Assessing the performance of hybrid CSP + PV plants in northern Chile

Abstract

Electricity systems in Chile are characterized by a variable hourly demand in the central grid and an almost constant demand in the northern grid, which require different operation strategies for solar power plants depending on their location. Hybridizing a CSP plant with a PV system can increase the overall plant capacity factor by allowing thermal energy to be stored while the PV plant is in production and thus help to achieve a fully dispatchable solar electricity production system. A power generation and economic analysis of two hybrid CSP + PV plant models were developed considering a range of plant capacities based on parabolic trough or central receiver plants, combined with a PV system.

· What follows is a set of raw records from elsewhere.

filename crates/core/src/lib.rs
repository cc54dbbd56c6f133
#![forbid(unsafe_code)]

pub mod model;
pub mod time;

pub use time::Clock;
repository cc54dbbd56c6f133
use practice_core::model::{HistoryId, Level, Question, ScoreSummary, TestId, TestKind, Topic};
use serde::Serialize;

use super::engine::Lifecycle;
use super::presentation::PresentationState;
use super::progress::{Progress, QuestionStatus};
use super::scoring::{SubmissionState, Tally};
use super::timer::TimerState;

/// Merged read-only view of every subsystem, assembled on demand for the UI.
#[derive(Debug, Clone, PartialEq, Serialize)]
pub struct SessionSnapshot {
    pub lifecycle: Lifecycle,
    pub session_id: Option<TestId>,
    pub test_kind: Option<TestKind>,
    pub level: Option<Level>,
    pub topic: Option<Topic>,

    pub timer: TimerState,
    pub remaining_secs: u32,

    pub current_index: usize,
    pub current_question: Option<Question>,
    pub progress: Progress,
    pub statuses: Vec<QuestionStatus>,
    pub answered_count: usize,
    pub unanswered_count: usize,
    pub reviewed_count: usize,
    pub answered_percentage: u32,
    pub is_last_question: bool,

    pub presentation: PresentationState,

    pub tally: Tally,
    pub score_percentage: u32,
    pub submission: SubmissionState,
    pub can_submit: bool,
    pub history_id: Option<HistoryId>,
    pub final_score: Option<ScoreSummary>,
}

impl SessionSnapshot {
    #[must_use]
    pub fn is_completed(&self) -> bool {
        self.lifecycle == Lifecycle::Completed
    }

    #[must_use]
    pub fn is_persisted(&self) -> bool {
        self.history_id.is_some()
    }
}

Environmental conditions were considered for a site in the Atacama Desert, which is a hotspot of solar energy development in the country and shares the solar radiation characteristics of northern Chile. The study conducts a parametric analysis and optimization of the storage and power block sizes for the CSP plants in terms of the levelized cost of energy (LCOE), when the nominal capacity of the PV plant is varied. The annual production of the plants is calculated using the Transient System Simulation program (TRNSYS), which uses a new component library developed for that purpose. From the results of the simulations, the high potential for hybrid CSP + PV plants in the Atacama Desert is clear, because the high levels of irradiation available in northern Chile provide a competitive electricity cost, allowing investors to access PPA contracts at competitive prices and achieving competitive costs with respect to other energy sources.